The “Braunsbach event” – the hazardous event which took place in Braunsbach town on 29 May 2016 and was triggered by torrential rainfall.

This event is in strong focus of the Hydrology and Climatology Group led by Axel Bronstert in the University of Potsdam and we tested all of our models on this data span for first. Read more in the paper.

Libraries we use

  • rainymotion – models, metrics, pre/postprocessing

  • numpy – general manipulations with arrays

  • h5py – reading sample data from HDF5 format

  • matplotlib – plotting

[1]:
# import rainymotion library
from rainymotion import models, metrics, utils

# import accompanying libraries
from collections import OrderedDict
import numpy as np
import h5py
import matplotlib.pyplot as plt

%matplotlib inline
[2]:
# import sample data
data = h5py.File("../../data/data.h5", mode="r")
# import dictionary with timestep indexes
# dictionary structure: {"t": [ [t-24, t-23,..., t-1], [t+1,...,t+12] ]}
eval_idx = np.load("../../data/eval_dict.npy").item()
[3]:
# create placeholder (or load previously calculated) results
results = h5py.File("../../data/results.h5")
[4]:
# create ground truth predictions
def ground_truth(data_instance, eval_instance, results_instance):

    results_instance.create_group("/GT/")

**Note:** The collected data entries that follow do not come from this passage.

//! Application sections subject to access control.
//!
//! Sections are a closed enumeration — the permission matrix is never keyed
//! by free-form strings, so a typo in a section name is a compile error
//! rather than a silently empty permission set.

use std::fmt;
use std::str::FromStr;

use serde::{Deserialize, Serialize};

/// A fixed application area subject to access control.
#[derive(Clone, Copy, Debug, PartialEq, Eq, PartialOrd, Ord, Hash, Serialize, Deserialize)]
#[serde(rename_all = "kebab-case")]
pub enum Section {
    Roster,
    Events,
    /// Detail pages of a single event. Valid matrix key, but access to it is
    /// controlled structurally by the event itself, so it is hidden from the
    /// permission-editing UI.
    EventDetail,
    Planning,
    Scouting,
    Performance,
    Stocks,
    Equipment,
    Financial,
    Documents,
    Users,
    Settings,
}

/// Display grouping for the permission UI. Presentation metadata only — the
/// resolver never looks at it.
#[derive(Clone, Copy, Debug, PartialEq, Eq, Serialize, Deserialize)]
#[serde(rename_all = "kebab-case")]
pub enum Category {
    Piloting,
    MySpace,
    GeneralData,
    Logistics,
    Application,
    Other,
}

impl Section {
    /// Every known section, in display order.
    pub const ALL: [Section; 12] = [
        Section::Planning,
        Section::Scouting,
        Section::Performance,
        Section::Roster,
        Section::Events,
        Section::EventDetail,
        Section::Stocks,
        Section::Equipment,
        Section::Documents,
        Section::Users,
        Section::Settings,
        Section::Financial,
    ];

    /// The display category this section is grouped under.
    pub fn category(self) -> Category {
        match self {
            Section::Planning | Section::Scouting | Section::Performance => Category::Piloting,
            Section::Roster | Section::Events | Section::EventDetail => Category::GeneralData,
            Section::Stocks | Section::Equipment => Category::Logistics,
            Section::Documents => Category::MySpace,
            Section::Users | Section::Settings => Category::Application,
            Section::Financial => Category::Other,
        }
    }

    /// Whether the section appears in the permission-editing UI.
    pub fn in_permission_ui(self) -> bool {
        !matches!(self, Section::EventDetail)
    }

    /// Kebab-case identifier, matching the wire format.
    pub fn as_str(self) -> &'static str {
        match self {
            Section::Roster => "roster",
            Section::Events => "events",
            Section::EventDetail => "event-detail",
            Section::Planning => "planning",
            Section::Scouting => "scouting",
            Section::Performance => "performance",
            Section::Stocks => "stocks",
            Section::Equipment => "equipment",
            Section::Financial => "financial",
            Section::Documents => "documents",
            Section::Users => "users",
            Section::Settings => "settings",
        }
    }
}

impl fmt::Display for Section {
    fn fmt(&self, f: &mut fmt::Formatter<'_>) -> fmt::Result {
        f.write_str(self.as_str())
    }
}

impl FromStr for Section {
    type Err = crate::Error;

    fn from_str(s: &str) -> Result<Self, Self::Err> {
        Section::ALL
            .into_iter()
            .find(|section| section.as_str() == s)
            .ok_or_else(|| crate::Error::BadRequest(format!("Unknown section: {s}")))
    }
}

    for key in sorted(list(eval_instance.keys())):

        ground_truth = np.array([ data_instance[key][()] for key in eval_instance[key][1] ])

        results_instance["/GT/"].create_dataset(key,
                                                data=ground_truth,
                                                dtype="float16",
                                                chunks=(12,100,100),
                                                maxshape=(12,900,900), compression="gzip")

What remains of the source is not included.